ASSIGNMENT → In the entries below, go to the line containing "print_summary(&merged);" and repeat it along with every later line, exactly.

EXCERPTED RECORDS →
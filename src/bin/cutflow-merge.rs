//! cutflow-merge - 合并多次运行导出的截断流读出
//!
//! 扫描目录（或单个文件）下由 `dimuon-cutflow --json` 生成的导出文件，
//! 对同一通道、同一分bin的读出逐元素求和，打印截断流汇总表，可选写出合并后的JSON。

use std::fs;
use std::path::{Path, PathBuf};

use anyhow::{Context, Result, bail};
use chrono::Local;
use clap::Parser;
use comfy_table::{Cell, CellAlignment, ContentArrangement, Table, presets::UTF8_FULL};
use dimuon_cutflow::tools::ExportDocument;
use walkdir::WalkDir;

// 导出文件扩展名
const EXPORT_EXTENSION: &str = "json";

#[derive(Parser)]
#[command(name = "cutflow-merge")]
#[command(about = "合并截断流导出文件 / Merge cut-flow JSON exports")]
#[command(version)]
struct Cli {
    /// 导出文件或包含导出文件的目录
    /// Export files or directories containing them
    #[arg(required = true)]
    inputs: Vec<PathBuf>,

    /// 合并结果写出路径（JSON）
    /// Write the merged export to this path
    #[arg(long, short = 'o')]
    output: Option<PathBuf>,

    /// 目录扫描的最大深度（默认不限）
    /// Maximum directory depth (unlimited by default)
    #[arg(long)]
    max_depth: Option<usize>,
}

/// 收集所有导出文件（排序后返回，保证合并顺序稳定）
fn collect_exports(inputs: &[PathBuf], max_depth: Option<usize>) -> Vec<PathBuf> {
    let mut files = Vec::new();
    for input in inputs {
        if input.is_file() {
            files.push(input.clone());
            continue;
        }

        let mut walker = WalkDir::new(input);
        if let Some(depth) = max_depth {
            walker = walker.max_depth(depth);
        }
        files.extend(
            walker
                .into_iter()
                .filter_map(|e| e.ok())
                .filter(|e| e.file_type().is_file())
                .filter(|e| {
                    e.path()
                        .extension()
                        .and_then(|ext| ext.to_str())
                        .map(|ext| ext.eq_ignore_ascii_case(EXPORT_EXTENSION))
                        .unwrap_or(false)
                })
                .map(|e| e.into_path()),
        );
    }
    files.sort();
    files.dedup();
    files
}

fn load_export(path: &Path) -> Result<ExportDocument> {
    let text =
        fs::read_to_string(path).with_context(|| format!("无法读取 / Cannot read {}", path.display()))?;
    serde_json::from_str(&text)
        .with_context(|| format!("不是有效的截断流导出 / Not a cut-flow export: {}", path.display()))
}

/// 打印合并后的截断流汇总表
fn print_summary(merged: &ExportDocument) {
    let readout = &merged.readout;

    let mut table = Table::new();
    table.load_preset(UTF8_FULL);
    table.set_content_arrangement(ContentArrangement::Dynamic);
    table.set_header(vec!["Cut / 截断", "Rejected / 拒绝", "Fraction / 占比"]);

    let fraction = |count: u64| {
        if readout.pairs == 0 {
            0.0
        } else {
            count as f64 * 100.0 / readout.pairs as f64
        }
    };

    for bucket in &readout.buckets {
        table.add_row(vec![
            Cell::new(&bucket.title),
            Cell::new(bucket.count).set_alignment(CellAlignment::Right),
            Cell::new(format!("{:.2}%", fraction(bucket.count))).set_alignment(CellAlignment::Right),
        ]);
    }
    table.add_row(vec![
        Cell::new("Accepted / 接受"),
        Cell::new(readout.accepted).set_alignment(CellAlignment::Right),
        Cell::new(format!("{:.2}%", readout.acceptance_percent()))
            .set_alignment(CellAlignment::Right),
    ]);

    println!(
        "Channel / 通道: {}  Mode / 模式: {}  Pairs / 粒子对: {}",
        readout.channel,
        readout.mode.display_name(),
        readout.pairs
    );
    println!("{table}");

    for (key, count) in &readout.series_counts {
        println!("  系列 / Series {key}: {count}");
    }
    if let Some(probes) = readout.tag_and_probe {
        println!(
            "  单粒子有效 / Single valid: {}  双粒子有效 / Double valid: {}",
            probes.single_valid, probes.double_valid
        );
    }
}

fn main() -> Result<()> {
    let cli = Cli::parse();

    let files = collect_exports(&cli.inputs, cli.max_depth);
    if files.is_empty() {
        bail!("未找到导出文件 / No export files found");
    }
    eprintln!("[INFO] 找到 {} 个导出文件 / Found {} export files", files.len(), files.len());

    let mut merged: Option<ExportDocument> = None;
    for path in &files {
        let document = load_export(path)?;
        match merged.as_mut() {
            None => merged = Some(document),
            Some(acc) => {
                acc.readout
                    .merge(&document.readout)
                    .with_context(|| format!("合并失败 / Merge failed: {}", path.display()))?;
                acc.sources.extend(document.sources);
            }
        }
    }

    let mut merged = merged.context("未找到导出文件 / No export files found")?;
    merged.generated_at = Local::now().format("%Y-%m-%d %H:%M:%S").to_string();
    merged.tool_version = env!("CARGO_PKG_VERSION").to_string();

    print_summary(&merged);

    if let Some(output) = &cli.output {
        let json = serde_json::to_string_pretty(&merged).context("序列化失败 / Serialization failed")?;
        fs::write(output, json)
            .with_context(|| format!("无法写入 / Cannot write {}", output.display()))?;
        eprintln!("[OK] 合并结果已保存 / Merged export saved: {}", output.display());
    }

    Ok(())
}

ANSWER SECTION →
    print_summary(&merged);

    if let Some(output) = &cli.output {
        let json = serde_json::to_string_pretty(&merged).context("序列化失败 / Serialization failed")?;
        fs::write(output, json)
            .with_context(|| format!("无法写入 / Cannot write {}", output.display()))?;
        eprintln!("[OK] 合并结果已保存 / Merged export saved: {}", output.display());
    }

    Ok(())
}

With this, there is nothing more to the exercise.